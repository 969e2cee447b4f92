pub mod document;
pub(crate) mod index;

use std::collections::{BTreeMap, HashMap};
use std::ops::Bound;

use crate::common::{Value, DOC_ID};
use crate::errors::{ErrorKind, PlumeError, PlumeResult};
use crate::filter::{is_operator_doc, Matcher, StringComparator};
use crate::update;

pub use document::{normalize, DocId, Document};
pub use index::{IndexDefinition, IndexOptions};

use index::DocIndex;

/// Options for [update](crate::Datastore::update) calls.
#[derive(Clone, Copy, Default)]
pub struct UpdateOptions {
    /// Update every matching document instead of only the first one.
    pub multi: bool,
    /// Insert a document built from the query and the update when
    /// nothing matches.
    pub upsert: bool,
}

impl UpdateOptions {
    pub fn multi() -> Self {
        UpdateOptions {
            multi: true,
            upsert: false,
        }
    }

    pub fn upsert() -> Self {
        UpdateOptions {
            multi: false,
            upsert: true,
        }
    }
}

/// Options for [remove](crate::Datastore::remove) calls.
#[derive(Clone, Copy, Default)]
pub struct RemoveOptions {
    /// Remove every matching document instead of only the first one.
    pub multi: bool,
}

impl RemoveOptions {
    pub fn multi() -> Self {
        RemoveOptions { multi: true }
    }
}

/// Result of an update pass, carrying the new document versions.
#[derive(Debug)]
pub struct UpdateResult {
    pub updated: Vec<Document>,
    pub upserted: bool,
}

impl UpdateResult {
    pub fn num_affected(&self) -> usize {
        self.updated.len()
    }
}

/// The in-memory working set: every document keyed by id, plus one
/// [DocIndex] per indexed field. All reads and writes go through here;
/// the persistence layer only replays into it and journals out of it.
pub(crate) struct IndexedCollection {
    documents: BTreeMap<DocId, Document>,
    indexes: HashMap<String, DocIndex>,
    matcher: Matcher,
    custom_string_order: bool,
}

impl IndexedCollection {
    pub fn new(compare_strings: Option<StringComparator>) -> Self {
        IndexedCollection {
            documents: BTreeMap::new(),
            indexes: HashMap::new(),
            matcher: Matcher::new(compare_strings.clone()),
            custom_string_order: compare_strings.is_some(),
        }
    }

    pub fn len(&self) -> usize {
        self.documents.len()
    }

    /// Drops all documents and indexes, keeping the matcher configuration.
    pub fn reset(&mut self) {
        self.documents.clear();
        self.indexes.clear();
    }

    /// Inserts a new document, assigning an id when it has none. Fails on
    /// id collisions and unique index violations, leaving the collection
    /// untouched.
    pub fn insert(&mut self, mut doc: Document) -> PlumeResult<Document> {
        // validate first: a non-id value under _id must fail the insert
        // rather than be silently replaced by a generated id
        doc.validate_for_storage()?;
        doc.ensure_id();
        let id = expect_id(&doc)?;
        if self.documents.contains_key(&id) {
            log::error!("A document with id {} already exists", id);
            return Err(PlumeError::new(
                &format!("A document with id {} already exists", id),
                ErrorKind::UniqueConstraintViolation,
            ));
        }
        self.add_to_indexes(id, &doc)?;
        self.documents.insert(id, doc.clone());
        Ok(doc)
    }

    /// Inserts a batch of documents. If any insert fails, the documents
    /// inserted so far are taken out again and the error is returned.
    pub fn insert_all(&mut self, docs: Vec<Document>) -> PlumeResult<Vec<Document>> {
        let mut inserted = Vec::with_capacity(docs.len());
        for doc in docs {
            match self.insert(doc) {
                Ok(stored) => inserted.push(stored),
                Err(err) => {
                    for stored in &inserted {
                        if let Some(id) = stored.doc_id() {
                            self.documents.remove(&id);
                            self.remove_from_indexes(id, stored);
                        }
                    }
                    return Err(err);
                }
            }
        }
        Ok(inserted)
    }

    /// Replays a journaled document during load. The id is mandatory; an
    /// existing version under the same id is replaced.
    pub fn insert_loaded(&mut self, doc: Document) -> PlumeResult<()> {
        doc.validate_for_storage()?;
        let id = doc.doc_id().ok_or_else(|| {
            log::error!("Journaled document is missing its id");
            PlumeError::new("Journaled document is missing its id", ErrorKind::InvalidId)
        })?;
        if let Some(old) = self.documents.remove(&id) {
            self.remove_from_indexes(id, &old);
        }
        self.add_to_indexes(id, &doc)?;
        self.documents.insert(id, doc);
        Ok(())
    }

    /// Updates matching documents with the given spec. Index maintenance
    /// is batch-atomic: either every affected document is reindexed or,
    /// on a unique violation, none is.
    pub fn update(
        &mut self,
        query: &Document,
        spec: &Document,
        options: UpdateOptions,
    ) -> PlumeResult<UpdateResult> {
        let mut pairs: Vec<(DocId, Document, Document)> = Vec::new();
        for id in self.candidates(query)? {
            let doc = self.documents.get(&id).ok_or_else(|| {
                log::error!("Index entry points at missing document {}", id);
                PlumeError::new(
                    &format!("Index entry points at missing document {}", id),
                    ErrorKind::InternalError,
                )
            })?;
            if !self.matcher.matches(doc, query)? {
                continue;
            }
            let new = update::apply(doc, spec)?;
            new.validate_for_storage()?;
            pairs.push((id, doc.clone(), new));
            if !options.multi {
                break;
            }
        }

        if pairs.is_empty() {
            if !options.upsert {
                return Ok(UpdateResult {
                    updated: Vec::new(),
                    upserted: false,
                });
            }
            let seed = upsert_seed(query)?;
            let fresh = update::apply(&seed, spec)?;
            let stored = self.insert(fresh)?;
            return Ok(UpdateResult {
                updated: vec![stored],
                upserted: true,
            });
        }

        self.reindex_pairs(&pairs)?;
        let mut updated = Vec::with_capacity(pairs.len());
        for (id, _, new) in pairs {
            self.documents.insert(id, new.clone());
            updated.push(new);
        }
        Ok(UpdateResult {
            updated,
            upserted: false,
        })
    }

    /// Removes matching documents and returns their ids.
    pub fn remove(&mut self, query: &Document, options: RemoveOptions) -> PlumeResult<Vec<DocId>> {
        let mut removed = Vec::new();
        for id in self.candidates(query)? {
            let Some(doc) = self.documents.get(&id) else {
                continue;
            };
            if self.matcher.matches(doc, query)? {
                removed.push(id);
                if !options.multi {
                    break;
                }
            }
        }
        for id in &removed {
            if let Some(doc) = self.documents.remove(id) {
                self.remove_from_indexes(*id, &doc);
            }
        }
        Ok(removed)
    }

    pub fn find(&self, query: &Document) -> PlumeResult<Vec<Document>> {
        let mut results = Vec::new();
        for id in self.candidates(query)? {
            let Some(doc) = self.documents.get(&id) else {
                continue;
            };
            if self.matcher.matches(doc, query)? {
                results.push(doc.clone());
            }
        }
        Ok(results)
    }

    pub fn find_one(&self, query: &Document) -> PlumeResult<Option<Document>> {
        for id in self.candidates(query)? {
            let Some(doc) = self.documents.get(&id) else {
                continue;
            };
            if self.matcher.matches(doc, query)? {
                return Ok(Some(doc.clone()));
            }
        }
        Ok(None)
    }

    pub fn count(&self, query: &Document) -> PlumeResult<usize> {
        let mut count = 0;
        for id in self.candidates(query)? {
            let Some(doc) = self.documents.get(&id) else {
                continue;
            };
            if self.matcher.matches(doc, query)? {
                count += 1;
            }
        }
        Ok(count)
    }

    pub fn get_all(&self) -> Vec<Document> {
        self.documents.values().cloned().collect()
    }

    /// Builds an index over the current documents. Returns `false` when
    /// the field is already indexed (or is `_id`, which is always keyed).
    /// A unique violation while building leaves no partial index behind.
    pub fn ensure_index(&mut self, definition: IndexDefinition) -> PlumeResult<bool> {
        if definition.field_name.is_empty() {
            log::error!("Cannot index an empty field name");
            return Err(PlumeError::new(
                "Cannot index an empty field name",
                ErrorKind::IndexingError,
            ));
        }
        if definition.field_name == DOC_ID || self.indexes.contains_key(&definition.field_name) {
            return Ok(false);
        }
        let mut index = DocIndex::new(definition);
        for (id, doc) in &self.documents {
            index.insert_one(*id, doc)?;
        }
        self.indexes.insert(index.field_name().to_string(), index);
        Ok(true)
    }

    pub fn remove_index(&mut self, field_name: &str) -> bool {
        self.indexes.remove(field_name).is_some()
    }

    pub fn index_definitions(&self) -> Vec<IndexDefinition> {
        let mut definitions: Vec<IndexDefinition> = self
            .indexes
            .values()
            .map(|index| index.definition().clone())
            .collect();
        definitions.sort_by(|a, b| a.field_name.cmp(&b.field_name));
        definitions
    }

    fn add_to_indexes(&mut self, id: DocId, doc: &Document) -> PlumeResult<()> {
        let mut touched = Vec::new();
        let fields: Vec<String> = self.indexes.keys().cloned().collect();
        for field in fields {
            if let Some(index) = self.indexes.get_mut(&field) {
                if let Err(err) = index.insert_one(id, doc) {
                    for done in touched {
                        if let Some(index) = self.indexes.get_mut(&done) {
                            index.remove_one(id, doc);
                        }
                    }
                    return Err(err);
                }
                touched.push(field);
            }
        }
        Ok(())
    }

    fn remove_from_indexes(&mut self, id: DocId, doc: &Document) {
        for index in self.indexes.values_mut() {
            index.remove_one(id, doc);
        }
    }

    /// Moves every (old, new) pair across all indexes, undoing the whole
    /// batch when any single move hits a unique violation.
    fn reindex_pairs(&mut self, pairs: &[(DocId, Document, Document)]) -> PlumeResult<()> {
        let fields: Vec<String> = self.indexes.keys().cloned().collect();
        let mut applied: Vec<(usize, String)> = Vec::new();
        for (pair_idx, (id, old, new)) in pairs.iter().enumerate() {
            for field in &fields {
                let Some(index) = self.indexes.get_mut(field) else {
                    continue;
                };
                if let Err(err) = index.update_one(*id, old, new) {
                    for (done_idx, done_field) in applied.iter().rev() {
                        let (done_id, done_old, done_new) = &pairs[*done_idx];
                        if let Some(index) = self.indexes.get_mut(done_field) {
                            index.revert_one(*done_id, done_old, done_new);
                        }
                    }
                    return Err(err);
                }
                applied.push((pair_idx, field.clone()));
            }
        }
        Ok(())
    }

    /// Candidate ids for a query: when the first query field has an index
    /// and a usable predicate (equality, `$in`, or a range), the index
    /// narrows the scan; otherwise every document is a candidate. The
    /// matcher re-checks each candidate, so over-approximation is fine.
    fn candidates(&self, query: &Document) -> PlumeResult<Vec<DocId>> {
        for (field, query_value) in query.iter() {
            let Some(index) = self.indexes.get(field) else {
                continue;
            };
            match query_value {
                Value::Document(op_doc) if is_operator_doc(op_doc) => {
                    if let Some(ids) = self.candidates_from_operators(index, op_doc) {
                        return Ok(ids);
                    }
                }
                Value::Document(_) | Value::Array(_) => {}
                // a sparse index has no entry for docs missing the field,
                // so it cannot answer null-equality queries
                Value::Null if index.is_sparse() => {}
                scalar => return Ok(index.lookup(scalar)),
            }
        }
        Ok(self.documents.keys().copied().collect())
    }

    fn candidates_from_operators(
        &self,
        index: &DocIndex,
        op_doc: &Document,
    ) -> Option<Vec<DocId>> {
        if let Value::Array(keys) = op_doc.get("$in") {
            // null membership reaches docs a sparse index never keyed
            if index.is_sparse() && keys.contains(&Value::Null) {
                return None;
            }
            return Some(index.lookup_in(&keys));
        }
        let mut lower = Bound::Unbounded;
        let mut upper = Bound::Unbounded;
        let mut bounded = false;
        for (op, operand) in op_doc.iter() {
            // index order and a custom string comparator disagree, so
            // string ranges must go through a full scan
            if self.custom_string_order && matches!(operand, Value::String(_)) {
                return None;
            }
            match op.as_str() {
                "$gt" => lower = Bound::Excluded(operand),
                "$gte" => lower = Bound::Included(operand),
                "$lt" => upper = Bound::Excluded(operand),
                "$lte" => upper = Bound::Included(operand),
                _ => continue,
            }
            bounded = true;
        }
        if bounded {
            Some(index.lookup_range(lower, upper))
        } else {
            None
        }
    }
}

fn expect_id(doc: &Document) -> PlumeResult<DocId> {
    doc.doc_id().ok_or_else(|| {
        log::error!("Document has no id after ensure_id");
        PlumeError::new(
            "Document has no id after ensure_id",
            ErrorKind::InternalError,
        )
    })
}

/// Seed document for an upsert: the equality fields of the query, with
/// operator predicates left out. Dotted query keys become real paths.
fn upsert_seed(query: &Document) -> PlumeResult<Document> {
    let mut seed = Document::new();
    for (field, value) in query.iter() {
        if field.starts_with('$') {
            continue;
        }
        if let Value::Document(doc) = value {
            if is_operator_doc(doc) {
                continue;
            }
        }
        seed.put_path(field, value.clone())?;
    }
    Ok(seed)
}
---+---
**TASK OBJECTIVE**
What is needed is a single number: how many lines of the data contain the word "scan".

**WRITTEN ANSWER**
2